11. TUTELA DEI CORPI INTERMEDI E DELLA SFERA PUBBLICA
Con eguale forza, occorre difendere dall’aggressione ad opera dell’aristocrazia finanziaria privatizzatrice e competitivista i corpi intermedi, le “radici etiche” situate nella società civile a cavaliere tra la famiglia e lo Stato. È il mondo del pubblico e del comune, di ciò che è nostro: scuola pubblica, università pubblica, sindacati, sanità pubblica. In termini generali, si tratta di quei diritti sociali che il ritmo della mondializzazione distrugge trasformando in merci: se i diritti spettano a ogni figlio della società civile, le merci sono disponibili solo in coerenza con la disponibilità economica del singolo consumatore.

12. LO STATO E IL PRIMATO DEL POLITICO SULL’ECONOMICO
Il generale movimento della mondializzazione capitalistica a beneficio dell’aristocrazia finanziaria consiste nella spoliticizzazione dell’economico e nella convergente neutralizzazione di quelle unità con primato del politico che sono gli Stati sovrani nazionali. Mondializzazione fa rima con desovranizzazione e liberazione: liberazione del capitale e non del lavoro, dell’aristocrazia finanziaria e non del precariato, del competitivismo e non della solidarietà comunitaria.
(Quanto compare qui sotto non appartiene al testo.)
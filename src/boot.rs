use log::{error, info, warn};
use std::process;

use crate::ai::{HttpGenerator, TextGenerator};
use crate::config::{self, Config};

/// Load and check configuration. Call this before Rocket launches.
/// Aborts when the configuration cannot be used at all.
pub fn run() -> (Config, HttpGenerator) {
    info!("Shopscribe boot check starting...");

    let config = match config::load() {
        Ok(c) => c,
        Err(e) => {
            error!("  Failed to load {}: {}", config::CONFIG_FILE, e);
            process::exit(1);
        }
    };

    if let Err(e) = config.check() {
        error!("  Invalid configuration: {}", e);
        process::exit(1);
    }

    let generator = match HttpGenerator::from_config(&config.ai) {
        Ok(g) => g,
        Err(e) => {
            error!("  AI provider setup failed: {}", e);
            process::exit(1);
        }
    };

    if !generator.is_configured() {
        warn!(
            "  No API key for AI provider '{}'; generation requests will fail until one is set",
            generator.provider_name()
        );
    }

    info!(
        "  AI provider: {} ({}), payload contract: {}",
        generator.provider_name(),
        generator.model(),
        config.generation.contract.name()
    );
    info!(
        "  Rate limit: {} generations per {}s per shop",
        config.rate_limit.max_requests, config.rate_limit.window_secs
    );
    info!("Shopscribe boot check passed.");

    (config, generator)
}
Lo Stato sovrano nazionale figura oggi come l’ultimo fortilizio in grado di difendere i beni comuni e i pur perfettibili spazi democratici esistenti. È, di fatto, l’ultimo baluardo capace di garantire il primato della politica sull’economia, ponendo un limite invalicabile e inaccessibile alla legge del mercato deregolamentato. Lo Stato riprende e invera, in forma mediata e politica, la logica comunitaria e solidale della famiglia: i cittadini non valgono come atomi concorrenziali e conflittuali, ma come membri di una famiglia universale, e dunque come liberi ed eguali portatori di diritti inalienabili e doveri inaggirabili. Lo Stato, esercitando la sua signoria sull’economico, deve disciplinare, governare, limitare e amministrare la “bestia selvatica” del mercato in funzione della comunità nazionale solidale.

13. METAFISICA DEL LIMITE
Sul piano metafisico, occorre ripartire dalla determinazione simbolica della giusta misura e del limite. “Mètron àriston”, con la sintassi dei Greci: “la misura è la cosa migliore”. La metafisica del capitalismo è, invece, quella dell’illimite: sempre-di-più è la formula in cui si cristallizza la sua essenza. Crescita infinita, in ambito economico. Abbattimento di ogni frontiera e perenne sconfinamento, in ambito geopolitico. Violazione di ogni inviolabile, in ambito etico. Deregolamentazione, in ambito politico. Occorre reagire ristabilendo il valore del limite e della misura come baluardi metafisici attorno ai quali edificare il proprio stile di vita individuale e il modello etico dello Stato secondo ragione.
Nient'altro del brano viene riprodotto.